I found out i’m diagnosed by way of a rushed phonecall on 1st February 2022… & am trying to find out if others have had any bad axperiances?
The call was from an ms nurse from my local hospitals ms team…
My previous appointment with the ms team/nuerologist had been on 22nd september 2021 followed by a letter to myself & my GP dated 23rd september 2021 confirming my next appointment would be on 9th february 2022…
As you can imagine the call was unexpected & i was stunned when the nurse spoke of my diagnosis being made at a monthly MDT meeting at the Royal London Hospital… i asked quite bluntly what diagnosis?

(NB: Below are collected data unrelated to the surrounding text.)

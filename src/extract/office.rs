//! Zipped XML word-processing formats: DOCX and ODT
//!
//! Both formats keep their body in one XML part inside a zip container. The
//! walker below reads that part and collects one string per paragraph element.

use std::fs::File;
use std::io::Read;
use std::path::Path;

use quick_xml::events::{BytesStart, Event};
use quick_xml::Reader;
use zip::ZipArchive;

use super::TextExtractor;
use crate::error::Result;

/// Paragraph list of `word/document.xml`
pub struct DocxExtractor;

impl TextExtractor for DocxExtractor {
    fn extract(&self, path: &Path) -> Result<Vec<String>> {
        let xml = read_archive_entry(path, "word/document.xml")?;
        collect_paragraphs(&xml, &WORDPROCESSING_ML)
    }
}

/// Paragraphs and headings of `content.xml`
pub struct OdtExtractor;

impl TextExtractor for OdtExtractor {
    fn extract(&self, path: &Path) -> Result<Vec<String>> {
        let xml = read_archive_entry(path, "content.xml")?;
        collect_paragraphs(&xml, &OPEN_DOCUMENT_TEXT)
    }
}

/// Element names that matter when flattening a document body
struct Markup {
    paragraphs: &'static [&'static [u8]],
    /// Element holding run text; `None` takes all text inside a paragraph
    text: Option<&'static [u8]>,
    tab: &'static [u8],
    line_breaks: &'static [&'static [u8]],
    /// Run-of-spaces element with a `text:c` count
    spaces: Option<&'static [u8]>,
    /// Subtrees whose content is not body text
    ignored: &'static [&'static [u8]],
}

const WORDPROCESSING_ML: Markup = Markup {
    paragraphs: &[b"w:p"],
    text: Some(b"w:t"),
    tab: b"w:tab",
    line_breaks: &[b"w:br", b"w:cr"],
    spaces: None,
    // w:tabs holds tab-stop definitions that reuse the w:tab name
    ignored: &[b"w:tabs", b"w:pPr"],
};

const OPEN_DOCUMENT_TEXT: Markup = Markup {
    paragraphs: &[b"text:p", b"text:h"],
    text: None,
    tab: b"text:tab",
    line_breaks: &[b"text:line-break"],
    spaces: Some(b"text:s"),
    ignored: &[b"text:note", b"office:annotation", b"text:tracked-changes"],
};

/// Longest run of spaces a single `text:s` may expand to
const MAX_SPACE_RUN: usize = 128;

fn read_archive_entry(path: &Path, entry: &str) -> Result<String> {
    let file = File::open(path)?;
    let mut archive = ZipArchive::new(file)?;
    let mut xml = String::new();
    archive.by_name(entry)?.read_to_string(&mut xml)?;
    Ok(xml)
}

fn collect_paragraphs(xml: &str, markup: &Markup) -> Result<Vec<String>> {
    let mut reader = Reader::from_str(xml);
    let mut paragraphs = Vec::new();
    let mut current = String::new();
    let mut depth = 0usize;
    let mut ignored = 0usize;
    let mut in_text = false;

    loop {
        match reader.read_event()? {
            Event::Start(e) => {
                let qname = e.name();
                let name = qname.as_ref();
                if markup.ignored.contains(&name) {
                    ignored += 1;
                } else if markup.paragraphs.contains(&name) {
                    depth += 1;
                } else if Some(name) == markup.text {
                    in_text = true;
                } else if depth > 0 && ignored == 0 {
                    inline_element(&e, markup, &mut current)?;
                }
            }
            Event::Empty(e) => {
                let qname = e.name();
                let name = qname.as_ref();
                if ignored > 0 {
                    continue;
                }
                if depth > 0 {
                    inline_element(&e, markup, &mut current)?;
                } else if markup.paragraphs.contains(&name) {
                    paragraphs.push(String::new());
                }
            }
            Event::End(e) => {
                let qname = e.name();
                let name = qname.as_ref();
                if markup.ignored.contains(&name) {
                    ignored = ignored.saturating_sub(1);
                } else if markup.paragraphs.contains(&name) {
                    depth = depth.saturating_sub(1);
                    if depth == 0 && ignored == 0 {
                        paragraphs.push(std::mem::take(&mut current));
                    }
                } else if Some(name) == markup.text {
                    in_text = false;
                }
            }
            Event::Text(text) => {
                if depth > 0 && ignored == 0 && (markup.text.is_none() || in_text) {
                    current.push_str(&text.unescape()?);
                }
            }
            Event::Eof => break,
            _ => {}
        }
    }

    Ok(paragraphs)
}

fn inline_element(element: &BytesStart, markup: &Markup, current: &mut String) -> Result<()> {
    let qname = element.name();
    let name = qname.as_ref();

    if name == markup.tab {
        current.push('\t');
    } else if markup.line_breaks.contains(&name) {
        current.push('\n');
    } else if Some(name) == markup.spaces {
        let count = match element
            .try_get_attribute("text:c")
            .map_err(quick_xml::Error::from)?
        {
            Some(attr) => attr.unescape_value()?.trim().parse().unwrap_or(1),
            None => 1,
        };
        current.extend(std::iter::repeat(' ').take(count.min(MAX_SPACE_RUN)));
    }

    Ok(())
}
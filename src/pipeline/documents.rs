//! Document folder to one PDF per document

use std::path::{Path, PathBuf};

use chrono::Local;
use tracing::warn;

use crate::discover::{collect_sources, SourceKind};
use crate::error::{Error, Result};
use crate::extract::extract_paragraphs;
use crate::layout::{paginate, TextLayout};
use crate::naming::OutputNamer;
use crate::pdf::PdfBuilder;

/// A document that produced no PDF, and why
#[derive(Debug)]
pub struct SkippedFile {
    pub path: PathBuf,
    pub reason: Error,
}

/// Outcome of converting a batch of documents
#[derive(Debug, Default)]
pub struct DocumentReport {
    /// PDFs written, in input order
    pub written: Vec<PathBuf>,
    pub skipped: Vec<SkippedFile>,
}

/// Eligible documents in `dir`, sorted by file name
pub fn collect_documents(dir: &Path) -> Result<Vec<PathBuf>> {
    collect_sources(dir, SourceKind::Document)
}

/// Convert each document into its own PDF in `output_dir`.
///
/// A document that cannot be extracted or written is recorded in the report
/// and skipped; the rest of the batch carries on. Sequence numbers are taken
/// only by PDFs that were written.
pub fn documents_to_pdf(
    documents: &[PathBuf],
    output_dir: &Path,
    base_name: &str,
    layout: &TextLayout,
) -> Result<DocumentReport> {
    let mut namer = OutputNamer::scan(output_dir, base_name)?;
    let mut report = DocumentReport::default();

    for path in documents {
        match convert_document(path, &namer, layout) {
            Ok(output) => {
                report.written.push(output);
                namer.advance()?;
            }
            Err(reason) => {
                warn!(file = %path.display(), error = %reason, "Could not convert document");
                report.skipped.push(SkippedFile {
                    path: path.clone(),
                    reason,
                });
            }
        }
    }

    Ok(report)
}

fn convert_document(path: &Path, namer: &OutputNamer, layout: &TextLayout) -> Result<PathBuf> {
    let paragraphs = extract_paragraphs(path)?;
    let title = path
        .file_stem()
        .map(|stem| stem.to_string_lossy().into_owned())
        .unwrap_or_default();

    let mut builder = PdfBuilder::new();
    for page in paginate(layout, &title, &paragraphs) {
        builder.add_text_page(&page, &layout.page)?;
    }

    let output = namer.path_at(&Local::now().naive_local());
    builder.save(&output, &title)?;
    Ok(output)
}
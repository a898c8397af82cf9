//! Greedy word wrapping against measured glyph widths

use super::metrics::FontFace;

/// Split `text` into lines no wider than `max_width` points.
///
/// All whitespace, line breaks included, separates words; callers split on
/// `'\n'` first to keep hard breaks. Words are packed greedily, joined by
/// single spaces. A word that is wider than a whole line on its own is
/// broken at character boundaries.
pub fn wrap_text(text: &str, face: FontFace, size: f32, max_width: f32) -> Vec<String> {
    let mut lines = Vec::new();
    let mut current = String::new();

    for word in text.split_whitespace() {
        if current.is_empty() {
            place_word(word, face, size, max_width, &mut lines, &mut current);
            continue;
        }

        let candidate = format!("{} {}", current, word);
        if face.text_width(&candidate, size) <= max_width {
            current = candidate;
        } else {
            lines.push(std::mem::take(&mut current));
            place_word(word, face, size, max_width, &mut lines, &mut current);
        }
    }

    if !current.is_empty() {
        lines.push(current);
    }

    lines
}

/// Start a fresh line with `word`, force-breaking it if it cannot fit
fn place_word(
    word: &str,
    face: FontFace,
    size: f32,
    max_width: f32,
    lines: &mut Vec<String>,
    current: &mut String,
) {
    if face.text_width(word, size) <= max_width {
        current.push_str(word);
        return;
    }

    let mut chunk = String::new();
    for c in word.chars() {
        chunk.push(c);
        // A single glyph wider than the line still gets a line of its own
        if chunk.chars().count() > 1 && face.text_width(&chunk, size) > max_width {
            chunk.pop();
            lines.push(std::mem::replace(&mut chunk, c.to_string()));
        }
    }
    current.push_str(&chunk);
}
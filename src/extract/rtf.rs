//! Rich Text Format stripped down to its visible text

use std::fs;
use std::path::Path;

use super::TextExtractor;
use crate::error::{Error, Result};
use crate::text::decode_cp1252;

/// Strips RTF control words, keeping the body text.
///
/// `\par` (and `\sect`, `\page`) end a paragraph; `\line` breaks the line
/// inside one. Hex escapes are read as Windows-1252 and `\uN` escapes as
/// Unicode. Tables such as fonts, colors
/// and styles are skipped along with pictures and `{\*...}` destinations.
pub struct RtfExtractor;

impl TextExtractor for RtfExtractor {
    fn extract(&self, path: &Path) -> Result<Vec<String>> {
        let data = fs::read(path)?;
        rtf_to_paragraphs(&data)
    }
}

/// Destinations whose content is never body text
const SKIPPED_DESTINATIONS: &[&[u8]] = &[
    b"fonttbl", b"colortbl", b"stylesheet", b"info", b"pict", b"object",
    b"header", b"headerl", b"headerr", b"headerf",
    b"footer", b"footerl", b"footerr", b"footerf", b"footnote",
    b"listtable", b"listoverridetable", b"rsidtbl", b"generator", b"fldinst",
    b"filetbl", b"revtbl", b"themedata", b"colorschememapping", b"datastore",
    b"latentstyles", b"xmlnstbl",
];

#[derive(Debug, Clone, Copy)]
struct GroupState {
    skip: bool,
    /// Fallback characters that follow each `\uN`
    unicode_skip: usize,
}

struct RtfParser<'a> {
    data: &'a [u8],
    pos: usize,
    state: GroupState,
    stack: Vec<GroupState>,
    pending_fallback: usize,
    current: String,
    paragraphs: Vec<String>,
}

fn rtf_to_paragraphs(data: &[u8]) -> Result<Vec<String>> {
    if !data.starts_with(b"{\\rtf") {
        return Err(Error::Extraction("missing {\\rtf header".to_string()));
    }

    let mut parser = RtfParser {
        data,
        pos: 0,
        state: GroupState { skip: false, unicode_skip: 1 },
        stack: Vec::new(),
        pending_fallback: 0,
        current: String::new(),
        paragraphs: Vec::new(),
    };
    parser.run();

    if !parser.stack.is_empty() {
        return Err(Error::Extraction("unbalanced braces".to_string()));
    }
    Ok(parser.paragraphs)
}

impl<'a> RtfParser<'a> {
    fn run(&mut self) {
        while let Some(&byte) = self.data.get(self.pos) {
            self.pos += 1;
            match byte {
                b'{' => {
                    self.stack.push(self.state);
                    if self.data[self.pos..].starts_with(b"\\*") {
                        self.state.skip = true;
                        self.pos += 2;
                    }
                }
                b'}' => {
                    if let Some(outer) = self.stack.pop() {
                        self.state = outer;
                    }
                    self.pending_fallback = 0;
                }
                b'\\' => self.control(),
                b'\r' | b'\n' => {}
                _ => self.emit(decode_cp1252(byte)),
            }
        }
        self.end_paragraph();
    }

    fn control(&mut self) {
        let Some(&next) = self.data.get(self.pos) else {
            return;
        };

        if !next.is_ascii_alphabetic() {
            self.pos += 1;
            match next {
                b'\'' => {
                    let hex = self.data.get(self.pos..self.pos + 2).unwrap_or_default();
                    self.pos += hex.len();
                    if let Some(byte) = std::str::from_utf8(hex).ok().and_then(|h| u8::from_str_radix(h, 16).ok()) {
                        self.emit(decode_cp1252(byte));
                    }
                }
                b'\\' | b'{' | b'}' => self.emit(next as char),
                b'~' => self.emit('\u{00A0}'),
                b'_' => self.emit('-'),
                b'\r' | b'\n' => self.end_paragraph(),
                _ => {}
            }
            return;
        }

        let data = self.data;
        let start = self.pos;
        while data.get(self.pos).is_some_and(u8::is_ascii_alphabetic) {
            self.pos += 1;
        }
        let word = &data[start..self.pos];

        let num_start = self.pos;
        if self.data.get(self.pos) == Some(&b'-') {
            self.pos += 1;
        }
        while self.data.get(self.pos).is_some_and(u8::is_ascii_digit) {
            self.pos += 1;
        }
        let param = std::str::from_utf8(&self.data[num_start..self.pos])
            .ok()
            .and_then(|s| s.parse::<i32>().ok());

        // A single space delimits the control word and is not text
        if self.data.get(self.pos) == Some(&b' ') {
            self.pos += 1;
        }

        self.apply(word, param);
    }

    fn apply(&mut self, word: &[u8], param: Option<i32>) {
        match word {
            b"par" | b"sect" | b"page" => self.end_paragraph(),
            b"line" => self.emit('\n'),
            b"tab" => self.emit('\t'),
            b"emdash" => self.emit('\u{2014}'),
            b"endash" => self.emit('\u{2013}'),
            b"bullet" => self.emit('\u{2022}'),
            b"lquote" => self.emit('\u{2018}'),
            b"rquote" => self.emit('\u{2019}'),
            b"ldblquote" => self.emit('\u{201C}'),
            b"rdblquote" => self.emit('\u{201D}'),
            b"emspace" | b"enspace" | b"qmspace" => self.emit(' '),
            b"uc" => self.state.unicode_skip = param.unwrap_or(1).max(0) as usize,
            b"u" => {
                if let Some(code) = param {
                    let code = if code < 0 { code + 65536 } else { code };
                    if let Some(c) = u32::try_from(code).ok().and_then(char::from_u32) {
                        self.emit(c);
                    }
                    self.pending_fallback = self.state.unicode_skip;
                }
            }
            b"bin" => {
                let len = param.unwrap_or(0).max(0) as usize;
                self.pos = (self.pos + len).min(self.data.len());
            }
            _ if SKIPPED_DESTINATIONS.contains(&word) => self.state.skip = true,
            _ => {}
        }
    }

    fn emit(&mut self, c: char) {
        if self.pending_fallback > 0 {
            self.pending_fallback -= 1;
            return;
        }
        if !self.state.skip {
            self.current.push(c);
        }
    }

    fn end_paragraph(&mut self) {
        if self.state.skip {
            return;
        }
        self.paragraphs.push(std::mem::take(&mut self.current));
    }
}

Only to be told the letter sent to myself & to my GP could be reviewed with me at my upcoming appointment but my GP will already have liased with me re vaccines & things they wanted before the appointment. And they wanted to make sure i’d read through the information they enclosed regarding drug treatments they had hoped to start…?
I made it quite clear i had recieved nothing from them since letter dated 23rd september & was told maybe postal problem & that i should call my GP to ask them to go over the diagnosis & treatment options with me…

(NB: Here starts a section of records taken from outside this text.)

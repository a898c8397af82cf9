//! PDF writing and inspection

pub mod inspect;
pub mod writer;

// Re-export commonly used items
pub use inspect::{count_pages, extract_metadata, page_sizes, PdfMetadata};
pub use writer::PdfBuilder;
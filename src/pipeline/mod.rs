//! The two conversion pipelines

pub mod documents;
pub mod images;

pub use documents::{collect_documents, documents_to_pdf, DocumentReport, SkippedFile};
pub use images::{collect_images, images_to_pdf};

I rung my GP who had not recieved anything & then i spent the next 3 days on the phone harassing the MS team, who remained adamant my GP had the information, to get a very basic (4-5 sentence) letter sent by email to my GP…
I attended my 9th february appoinntment in a complete daze & was given no explanation or apology or any answers to my questions as to details & decisions of my diagnosis… wouldn’t even give me a date of diagnosis??? The nuerology/ms consultant said those details were of no importance & that i needed to choose a course of treatment between MAVENCLAD tablets or OCREVUS infusion…
I basically went into a semi shocked state as she was explaining her way through these treatment pamphlets, pointing at schedule of treatment charts & i had to tell her to stop as i wasn’t taking in what was being said! Her final words were that i didn’t have to take any of the two treatments if i didnt want to because " personally i don’t think you have MS… but maybe extreme migraines… & some underlying joint issue"…
She then handed me a special chart to record my migraines & told me to get intouch if i made a decision on the possible drug treatment…
ANY THOUGHTS WOULD BE GREATLY APPRECIATED…
X
On the bright side, those are a couple of the more effective treatments to be offered, which is good, apart from the fact your Neuro thinks you don’t have MS. I understand that MS can be difficult to diagnose, but your Neuros opinion is less than helpful and makes your choice much harder.
A degree of certainty would be nice.
Assuming you do have MS, then the decision guide is worth a look.
MS Decisions - drug comparison results | MS Trust
This is from the Professor of Neurology at Barts and concerns migraines.
[MS & headache: another elephant in the room (substack.com)](MS & headache: another elephant in the room
Am I sure that I have MS? - by Gavin Giovannoni (substack.com)
I have been on these boards a couple of decades now and am not sure I’ve ever heard of such a shambles. What on earth does the Consultant Neurologist expect you do do with the information that you have been dx with MS (by her, presumably) and offered two very heavyweight drug treatments to control it, but that she doesn’t personally think you’ve even got it? Have I got that right? If so, honestly, I have never heard the like. I am sorry that you have been pitched into this chaos. I wish I knew what to suggest to you.